What do you get when you cross two Tolkien fans? A little boy who introduces himself as Bilbo Baggins.
My husband has been reading a chapter of The Hobbit to my children one night a week. They grab their pillows and blankets and curl up on the floor of our bedroom and listen to the story.
Yesterday, my husband took them for a stroll in a wooded area near our home and they each pretended to be characters from The Hobbit out on an adventure. A couple walking their puppy, came through and my little son ran right up to them and said, “Hi. I’m Bilbo Baggins.”
I admire how little children are able to suspend reality. Without wands or spells, children can weave the most magical moments and I love being a part of it. Growing up changes all that unfortunately, but maybe it doesn’t have to.

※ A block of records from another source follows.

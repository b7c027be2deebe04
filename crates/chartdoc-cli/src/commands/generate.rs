//! Generate command - document every chart under the search root

use chartdoc_core::{
    ChartDiscovery, ChartDoc, LoadedChart, RowOptions, SchemaHints, ValuesSource, extract_rows,
};
use chartdoc_engine::DocEngine;
use console::style;
use rayon::prelude::*;
use std::path::{Path, PathBuf};

use crate::error::{CliError, Result};
use crate::output::{self, OutputMode, Outcome};

/// Settings for one run, resolved from flags and environment
#[derive(Debug, Clone)]
pub struct GenerateOptions {
    pub search_root: PathBuf,
    pub template_files: Vec<String>,
    pub values_file: String,
    pub custom_values_files: Vec<String>,
    pub output_file: String,
    pub ignore_file: String,
    pub rows: RowOptions,
    pub mode: OutputMode,
}

/// Counts reported at the end of a run
#[derive(Debug, Default, PartialEq, Eq)]
pub struct Summary {
    pub written: usize,
    pub unchanged: usize,
    pub printed: usize,
    pub stale: usize,
    pub skipped: usize,
}

impl Summary {
    fn record(&mut self, outcome: &Outcome) {
        match outcome {
            Outcome::Printed => self.printed += 1,
            Outcome::Written => self.written += 1,
            Outcome::Unchanged => self.unchanged += 1,
            Outcome::Stale { .. } => self.stale += 1,
        }
    }
}

pub fn run(options: &GenerateOptions) -> Result<Summary> {
    let root = absolute_root(&options.search_root)?;

    let charts = ChartDiscovery::new(&root)
        .with_ignore_file(&options.ignore_file)
        .find()
        .map_err(CliError::discovery)?;

    let engine = DocEngine::builder()
        .generator_version(env!("CARGO_PKG_VERSION"))
        .build()
        .map_err(|e| CliError::internal(format!("built-in templates failed to load: {}", e)))?;

    let process = |rel: &PathBuf| (rel.clone(), document_chart(&engine, &root, rel, options));

    // Printed documents must not interleave
    let results: Vec<(PathBuf, Result<Outcome>)> = if options.mode == OutputMode::DryRun {
        charts.iter().map(process).collect()
    } else {
        charts.par_iter().map(process).collect()
    };

    let mut summary = Summary::default();

    for (rel, result) in results {
        match result {
            Ok(outcome) => {
                if let Outcome::Stale { diff } = &outcome {
                    print!("{}", diff);
                }
                summary.record(&outcome);
            }
            Err(err) => {
                summary.skipped += 1;
                tracing::warn!("Skipping chart {}: {}", rel.display(), err);
                if let CliError::Render { source, .. } = err {
                    eprintln!("{:?}", miette::Report::new(source));
                }
            }
        }
    }

    print_summary(&summary, options.mode);

    if options.mode == OutputMode::Check && summary.stale > 0 {
        return Err(CliError::Stale {
            count: summary.stale,
        });
    }

    Ok(summary)
}

/// Run the full pipeline for one chart directory
fn document_chart(
    engine: &DocEngine,
    root: &Path,
    rel: &Path,
    options: &GenerateOptions,
) -> Result<Outcome> {
    let chart_dir = root.join(rel);
    let chart_name = rel.display().to_string();
    let chart_err = |source| CliError::Chart {
        chart: chart_name.clone(),
        source,
    };

    let chart = LoadedChart::load(&chart_dir, &options.values_file).map_err(chart_err)?;
    let source = ValuesSource::load(
        &chart.root,
        &chart.values_path,
        &options.custom_values_files,
    )
    .map_err(chart_err)?;
    tracing::debug!(
        "Chart {} values from [{}]",
        chart_name,
        source.loaded_files.join(", ")
    );
    let schema = SchemaHints::load(&chart.root);

    let rows = extract_rows(&source.values, &source.comments, &schema, &options.rows);
    tracing::debug!("Chart {} has {} value rows", chart_name, rows.len());
    let doc = ChartDoc::new(chart.manifest, rows);

    let templates = load_templates(root, &chart_dir, &options.template_files)?;
    if templates.is_empty() {
        tracing::debug!("No template files for {}, using the built-in document", chart_name);
    }

    let rendered = engine
        .render(&doc, &templates)
        .map_err(|source| CliError::Render {
            chart: chart_name.clone(),
            source,
        })?;

    output::emit(options.mode, &chart_dir.join(&options.output_file), &rendered)
}

/// Resolve a template path
///
/// Absolute paths are used as-is, `./` paths are relative to the chart and
/// anything else is relative to the search root.
pub fn resolve_template(root: &Path, chart_dir: &Path, template: &str) -> PathBuf {
    let path = Path::new(template);
    if path.is_absolute() {
        path.to_path_buf()
    } else if let Some(rest) = template.strip_prefix("./") {
        chart_dir.join(rest)
    } else {
        root.join(path)
    }
}

/// Read every existing template file as `(name, source)`; missing ones are skipped
fn load_templates(
    root: &Path,
    chart_dir: &Path,
    templates: &[String],
) -> Result<Vec<(String, String)>> {
    let mut loaded = Vec::new();

    for template in templates {
        let path = resolve_template(root, chart_dir, template);
        if !path.is_file() {
            tracing::debug!("Template {} not found, skipping", path.display());
            continue;
        }
        let source = std::fs::read_to_string(&path).map_err(|e| CliError::io(&path, e))?;
        loaded.push((template.clone(), source));
    }

    Ok(loaded)
}

fn absolute_root(root: &Path) -> Result<PathBuf> {
    if root.is_absolute() {
        return Ok(root.to_path_buf());
    }
    let cwd = std::env::current_dir().map_err(|e| CliError::io(Path::new("."), e))?;
    if root == Path::new(".") {
        return Ok(cwd);
    }
    Ok(cwd.join(root))
}

fn print_summary(summary: &Summary, mode: OutputMode) {
    let skipped = if summary.skipped > 0 {
        style(format!("{} skipped", summary.skipped)).yellow().to_string()
    } else {
        "0 skipped".to_string()
    };

    let line = match mode {
        OutputMode::DryRun => format!("{} printed, {}", summary.printed, skipped),
        OutputMode::Write => format!(
            "{} written, {} unchanged, {}",
            summary.written, summary.unchanged, skipped
        ),
        OutputMode::Check => format!(
            "{} up to date, {} out of date, {}",
            summary.unchanged, summary.stale, skipped
        ),
    };

    let marker = if summary.skipped == 0 && summary.stale == 0 {
        style("✓").green()
    } else {
        style("!").yellow()
    };
    eprintln!("{} {}", marker.bold(), line);
}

We have a delightful widowed sister in our ward who has seen so many hardships and yet she comes to church each Sunday glowing with joy. Each of her daughters died while still young leaving her and her husband to care for the children left behind. Most recently, a grandson died still in his twenties. She's got every reason to be bitter and angry, but she continues to be an amazing lesson in humility and trust.
Her greatest joy is bringing cookies to the kids every Sunday, which she bakes in dozens each week. She's not rich and I can imagine this stretches her budget, but to watch her grin as the kids cram cookies in their mouths is priceless.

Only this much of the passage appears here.